(CNN) 米バーモント州バーリントンで銃撃されて負傷したパレスチナ系の学生3人のうち1人が、脚を動かすことのできない障害が一生残るかもしれないと診断された。家族が28日に明らかにした。
パレスチナ自治区ヨルダン川西岸の出身で米ブラウン大学3年生のヒシャム・アワルタニさん(20)は25日、長年の友人2人と一緒にバーリントンの通りを歩いていたところを銃撃された。
ヨルダンのアンマンからCNNの取材に応じた母のエリザベス・プライスさんは、アワルタニさんが「自分の目の前のとても長い道のり」に向き合おうとし始めていると語った。
アワルタニさんは脊椎(せきつい)損傷のため、両脚に感覚はあっても動かすことができないという。プライスさんは息子に付き添うため渡米する予定で、約24時間以内に到着できることを望んでいる。
アワルタニさんは今も集中治療室(ICU)に入院中で、鎖骨や親指の骨折もあり、脊椎損傷のため体温の調整が難しい状態にある。脊椎損傷の治療を1~4週間受けた後に、数カ月のリハビリを行う見通しだという。
プライスさんによれば、ヨルダンのアブドラ国王も支援を申し出ている。
アワルタニさんはきっとまた脚を動かせるようになると信じていたが、医師から現時点でそれは不可能だと告げられたという。
ブラウン大学では27日夜、銃撃された3人のための支援集会が開かれ、アワルタニさんから届いたメッセージを教授が読み上げた。
「撃たれただけで有名になれるなんて、誰が知っていただろう」。アワルタニさんのメッセージはそんな冗談で始まっている。

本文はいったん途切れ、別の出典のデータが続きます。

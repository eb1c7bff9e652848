pub mod fmt;
pub mod ir;
pub mod irutil;
pub mod lower;
pub mod nodeset;
pub mod shape;

pub use fmt::{print, print_root};
pub use ir::*;
pub use irutil::{clone_detached, find, is_assign, node_equal, node_slice_equal, unparen, Detach};
pub use lower::{lower, Context, Lower, LowerError};
pub use nodeset::{NodeSet, NODE_SET_LIST_MAX};
pub use shape::{canonical_key, Shape};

「真剣な話に戻ると、これはもっと大きなストーリーの一部にすぎない」。パレスチナ研究のドゥマニ教授はアワルタニさんのメッセージ代読を続けた。
「この忌まわしい犯罪は、何もないところで起きたわけではない。私は1カ月ほど前、パレスチナ人はこうしたことが起きるたびに追悼集会を開くこともできないと言った」「私はこの大きな紛争の犠牲者の1人にすぎない」
アワルタニさんはさらに、もし撃たれたのがヨルダン川西岸だったとしたら「ここで私の命を救ってくれたような医療サービスは、きっとイスラエル軍に引き止められていただろう。私を撃った兵士は帰宅して、決して罪に問われない」と記している。このくだりが読み上げられるとブーイングが巻き起こり、「恥を知れ」と叫ぶ学生たちもいた。
イスラエルは、テロ組織が緊急車両に人や武器を隠して占領地から輸送していると主張している。
アワルタニさんは言う。「多くは私のことを知っているので、もっと現実的、直接的な痛みを感じてくれていると思う。けれどこんな攻撃は、この国であれ、パレスチナであれ、恐ろしい。だから皆さんが今日、私の回復を願ってろうそくをともしてくれる時、個人としての私だけでなく、抑圧された人々の誇り高き一員としての私に思いを寄せてほしい」
ドゥマニ教授が「(アワルタニさんは)闘い続け、全てのパレスチナ人が闘い続ける。自由と尊厳と平等の中で生きられる日まで」と締めくくると、集まった人たちから歓声が上がった。
警察によると、アワルタニさんと一緒にいた男性2人も、それぞれ上半身と下半身を撃たれてICUに入院していた。関係者によると、1人は27日に退院したという。